BEGIN
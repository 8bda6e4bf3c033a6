//! Sensor Front-End Constants
//!
//! The MQ-6 analog output is wired to a 12-bit ESP32 ADC channel. Readings
//! are raw counts; nothing here converts them to a true gas concentration.

// ===== ADC GEOMETRY =====

/// Largest raw count the 12-bit ADC produces.
pub const ADC_FULL_SCALE: u16 = 4095;

/// ADC reference voltage (V) at 11 dB attenuation.
pub const REFERENCE_VOLTAGE_V: f32 = 3.3;

/// Multiplier from volts to the reported pseudo-ppm figure.
///
/// The product `V * 1000` is a proxy used by the dashboard. It is NOT a
/// calibrated LPG concentration; MQ-6 response is non-linear and depends on
/// temperature, humidity and the load resistor.
pub const PPM_SCALE: f32 = 1000.0;

// ===== SMOOTHING =====

/// Number of raw readings in the moving-average window.
///
/// At the default 400 ms loop delay this averages over ~3.2 s.
pub const SMOOTHING_WINDOW: usize = 8;

// ===== CALIBRATION =====

/// Readings averaged to establish the clean-air baseline.
pub const CALIBRATION_SAMPLES: u16 = 50;

/// Counts above the baseline at which the alarm triggers.
pub const DEFAULT_THRESHOLD_OFFSET: u32 = 120;

/// Lowest baseline a connected, heated MQ-6 produces.
///
/// A baseline of 0 means a floating or shorted input.
pub const BASELINE_FLOOR: u16 = 1;

/// Highest baseline a working sensor produces.
///
/// A baseline at full scale means the ADC is saturated.
pub const BASELINE_CEILING: u16 = ADC_FULL_SCALE - 1;

// ===== REMOTE PAYLOADS =====

/// Longest threshold body accepted from the remote store (bytes).
pub const MAX_THRESHOLD_BODY: usize = 32;

/// Capacity of a formatted chat message (bytes).
pub const MAX_CHAT_MESSAGE: usize = 128;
END
▶ **WORK REQUEST**:
For each line in the data above that contains the string "produces", extract the line.

▶ **EXERCISE RESPONSE**:
/// Largest raw count the 12-bit ADC produces.
/// Lowest baseline a connected, heated MQ-6 produces.
/// Highest baseline a working sensor produces.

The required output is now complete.